Noises off: The art of the zero-star review


Nul points ... Su Pollard, Amanda Symonds, Samantha Hughes and Miquel Brown. Photograph: Joel Ryan/PA

The Critics' Circle theatre awards were handed out this week, giving those few who review a chance to celebrate the theatre they enjoyed most over the past year. But as nice as it is to see critics showing their cheery side, it's their cruelly funny put-downs that make many of us value their service. (A favourite from Kenneth Tynan, on Vivien Leigh's performance in Titus Andronicus: "[She] receives the news that she is about to be ravished on her husband's corpse with little more than the mild annoyance of one who would have preferred foam rubber.")

So where are the awards for the productions that critics hated the most? Thankfully, there is now the Zero Stars Hall of Fame to give them their due.

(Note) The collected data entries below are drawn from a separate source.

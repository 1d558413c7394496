//! Scalar standard Normal deviate generation.

use rand::rngs::StdRng;
use rand::{Rng, SeedableRng};

/// A standard Normal deviate generator over a uniform source.
///
/// Implements the polar Box-Muller method with rejection: two uniforms
/// on `(-1, 1)` are accepted when their squared radius falls inside the
/// unit disc, producing a pair of independent deviates. One is returned
/// and its partner is cached for the next call, so uniform draws are
/// consumed two at a time.
///
/// The generator owns both the uniform state and the cache slot.
/// Reseeding means constructing a new value, which starts with an empty
/// cache; a fixed seed therefore reproduces the exact draw sequence.
/// The generator is not meant to be shared between consumers that each
/// need a reproducible stream.
#[derive(Clone, Debug)]
pub struct GaussianRng<R: Rng> {
    uniform: R,
    cached: Option<f64>,
}

impl GaussianRng<StdRng> {
    /// Creates a deterministic generator from an integer seed.
    ///
    /// # Example
    ///
    /// ```
    /// use oneka_gaussian::GaussianRng;
    ///
    /// let mut a = GaussianRng::seeded(7);
    /// let mut b = GaussianRng::seeded(7);
    /// assert_eq!(a.sample(), b.sample());
    /// ```
    pub fn seeded(seed: u64) -> Self {
        Self::from_rng(StdRng::seed_from_u64(seed))
    }

    /// Creates a generator seeded from operating-system entropy.
    pub fn from_entropy() -> Self {
        Self::from_rng(StdRng::from_os_rng())
    }
}

impl<R: Rng> GaussianRng<R> {
    /// Wraps an arbitrary uniform source.
    pub fn from_rng(uniform: R) -> Self {
        Self {
            uniform,
            cached: None,
        }
    }

    /// Draws one standard Normal deviate.
    ///
    /// Consumes the cached partner from the previous accepted pair if
    /// one is present; otherwise runs the rejection loop. The loop
    /// terminates with probability 1 (expected rejection ratio is
    /// `1 - pi/4`).
    pub fn sample(&mut self) -> f64 {
        if let Some(partner) = self.cached.take() {
            return partner;
        }

        loop {
            let u1 = 2.0 * self.uniform.random::<f64>() - 1.0;
            let u2 = 2.0 * self.uniform.random::<f64>() - 1.0;

            let r = u1 * u1 + u2 * u2;
            if r < 1.0 && r > 0.0 {
                let p = (-2.0 * r.ln() / r).sqrt();
                self.cached = Some(p * u1);
                return p * u2;
            }
        }
    }
}
//! Error type for the Gaussian layer.

/// Failure modes of the multivariate Normal generator.
#[derive(Debug, Clone, Copy, PartialEq, Eq, thiserror::Error)]
pub enum GaussianError {
    /// Returned when the supplied covariance matrix has no Cholesky
    /// factorization, i.e. it is not symmetric positive definite.
    /// Degenerate (positive semi-definite) covariances are rejected too.
    #[error("covariance matrix is not positive definite")]
    NotSpd,
}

Started by the popular West End Whingers blog, the online hall of fame - actually a hall of infamy - is described as "the repository of theatrical ignominy" by the pair of sharp-witted blogocritics, Phil and Andrew, who run it. It is a list of UK productions that failed so badly critics couldn't even spare a single measly star for them.

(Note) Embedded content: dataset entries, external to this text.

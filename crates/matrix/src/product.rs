//! Matrix products in all four transposition flavors, plus quadratic
//! forms.
//!
//! A transposed operand is never materialized: each flavor walks its
//! outer indices and hands the inner sum to the strided dot-product
//! primitives, reading the operand column-wise in place where the
//! transpose calls for it.

use crate::matrix::Matrix;
use crate::sum_product::{dot, dot_strided, dot_x_strided, dot_y_strided};

/// Matrix product `C = A B`.
///
/// # Panics
///
/// Panics if either operand is empty or `A.cols() != B.rows()`.
pub fn multiply_mm(a: &Matrix, b: &Matrix) -> Matrix {
    assert!(!a.is_empty() && !b.is_empty(), "multiply_mm requires non-empty operands");
    assert_eq!(
        a.cols(),
        b.rows(),
        "multiply_mm inner dimensions do not match"
    );

    let mut ab = Matrix::zeros(a.rows(), b.cols());
    for i in 0..a.rows() {
        for j in 0..b.cols() {
            ab.set(i, j, dot_y_strided(a.cols(), a.base_at(i, 0), b.base_at(0, j), b.cols()));
        }
    }
    ab
}

/// Matrix product `C = Aᵀ B`.
///
/// # Panics
///
/// Panics if either operand is empty or `A.rows() != B.rows()`.
pub fn multiply_mtm(a: &Matrix, b: &Matrix) -> Matrix {
    assert!(!a.is_empty() && !b.is_empty(), "multiply_mtm requires non-empty operands");
    assert_eq!(
        a.rows(),
        b.rows(),
        "multiply_mtm inner dimensions do not match"
    );

    let mut atb = Matrix::zeros(a.cols(), b.cols());
    for i in 0..a.cols() {
        for j in 0..b.cols() {
            atb.set(
                i,
                j,
                dot_strided(a.rows(), a.base_at(0, i), a.cols(), b.base_at(0, j), b.cols()),
            );
        }
    }
    atb
}

/// Matrix product `C = A Bᵀ`.
///
/// # Panics
///
/// Panics if either operand is empty or `A.cols() != B.cols()`.
pub fn multiply_mmt(a: &Matrix, b: &Matrix) -> Matrix {
    assert!(!a.is_empty() && !b.is_empty(), "multiply_mmt requires non-empty operands");
    assert_eq!(
        a.cols(),
        b.cols(),
        "multiply_mmt inner dimensions do not match"
    );

    let mut abt = Matrix::zeros(a.rows(), b.rows());
    for i in 0..a.rows() {
        for j in 0..b.rows() {
            abt.set(i, j, dot(a.cols(), a.base_at(i, 0), b.base_at(j, 0)));
        }
    }
    abt
}

/// Matrix product `C = Aᵀ Bᵀ`.
///
/// # Panics
///
/// Panics if either operand is empty or `A.rows() != B.cols()`.
pub fn multiply_mtmt(a: &Matrix, b: &Matrix) -> Matrix {
    assert!(!a.is_empty() && !b.is_empty(), "multiply_mtmt requires non-empty operands");
    assert_eq!(
        a.rows(),
        b.cols(),
        "multiply_mtmt inner dimensions do not match"
    );

    let mut atbt = Matrix::zeros(a.cols(), b.rows());
    for i in 0..a.cols() {
        for j in 0..b.rows() {
            atbt.set(
                i,
                j,
                dot_x_strided(a.rows(), a.base_at(0, i), a.cols(), b.base_at(j, 0)),
            );
        }
    }
    atbt
}

/// Quadratic form `aᵀ B c` where `a` and `c` are column vectors.
///
/// # Panics
///
/// Panics on any shape mismatch.
pub fn quad_form_col(a: &Matrix, b: &Matrix, c: &Matrix) -> f64 {
    assert!(a.rows() > 0 && a.cols() == 1, "quad_form_col: a must be a column");
    assert_eq!(a.rows(), b.rows(), "quad_form_col: a and B do not conform");
    assert!(c.rows() > 0 && c.cols() == 1, "quad_form_col: c must be a column");
    assert_eq!(b.cols(), c.rows(), "quad_form_col: B and c do not conform");

    let bc = multiply_mm(b, c);
    multiply_mtm(a, &bc).get(0, 0)
}

/// Quadratic form `a B c` where `a` is a row vector and `c` a column.
///
/// # Panics
///
/// Panics on any shape mismatch.
pub fn quad_form_row(a: &Matrix, b: &Matrix, c: &Matrix) -> f64 {
    assert!(a.rows() == 1 && a.cols() > 0, "quad_form_row: a must be a row");
    assert_eq!(a.cols(), b.rows(), "quad_form_row: a and B do not conform");
    assert!(c.rows() > 0 && c.cols() == 1, "quad_form_row: c must be a column");
    assert_eq!(b.cols(), c.rows(), "quad_form_row: B and c do not conform");

    let bc = multiply_mm(b, c);
    multiply_mm(a, &bc).get(0, 0)
}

The Zero Stars Hall of Fame got a new addition this week thanks to the Guardian's very own Lyn Gardner, who gave no celestial bodies to An Audience With the Mafia. She hated this barely dramatised history of the American mafia so much that she considered "hiring a hit man to put [the lead actor] out of his misery". Ironically, however, Gardner may have instead given the show eternal life in the Zero Stars Hall of Fame.

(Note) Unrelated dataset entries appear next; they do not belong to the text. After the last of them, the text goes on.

//! # oneka-gaussian
//!
//! The Gaussian layer of the Oneka coefficient engine: a high-accuracy
//! standard Normal CDF, a scalar standard Normal deviate generator
//! (polar Box-Muller with rejection), and a multivariate Normal
//! generator driven by the SPD solvers of [`oneka_matrix`].
//!
//! # Quick start
//!
//! ```rust
//! use oneka_gaussian::{GaussianRng, std_normal_cdf};
//!
//! assert_eq!(std_normal_cdf(0.0), 0.5);
//!
//! let mut source = GaussianRng::seeded(42);
//! let z = source.sample();
//! assert!(z.is_finite());
//! ```

pub mod cdf;
pub mod error;
pub mod mvn;
pub mod rng;

pub use cdf::std_normal_cdf;
pub use error::GaussianError;
pub use mvn::{multivariate_normal, standard_normal_matrix};
pub use rng::GaussianRng;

Gardner has, in fact, inducted more shows in the Zero Stars Hall of Fame than any other critic (She also blanked Menopause - the Musical and The Bicycle Men). As for the other two shows currently honoured in the hall - Songs My Mother Taught Me and The Dorchester - they have ended up there thanks to Alastair Macaulay of the FT and Sam Marlowe of the Times, respectively.

With only five members, the Hall of Fame is hardly comprehensive and the Whingers are currently seeking submissions. Noises off would like to nominate Behind the Iron Mask. The musical version of the Alexandre Dumas novel opened and shut on the West End in the summer of 2005. I actually went to see the three-hander based on the zero-star reviews, wanting to witness the madness of a musical so badly conceived that the main character spent the entire show singing through an iron mask. And I wasn't the only one who went and paid money solely to gawk. Blogger Emma Kennedy recounted her experience at the show on her blog at the time and quoted her favourite lyrics from the flop:

GYPSY: He's the man with the mask!

MASK MAN: Don't Ask! Don't ask!

That alone makes Behind the Iron Mask worthy of being remembered through the ages. What would you nominate for the Zero Star Hall of Fame?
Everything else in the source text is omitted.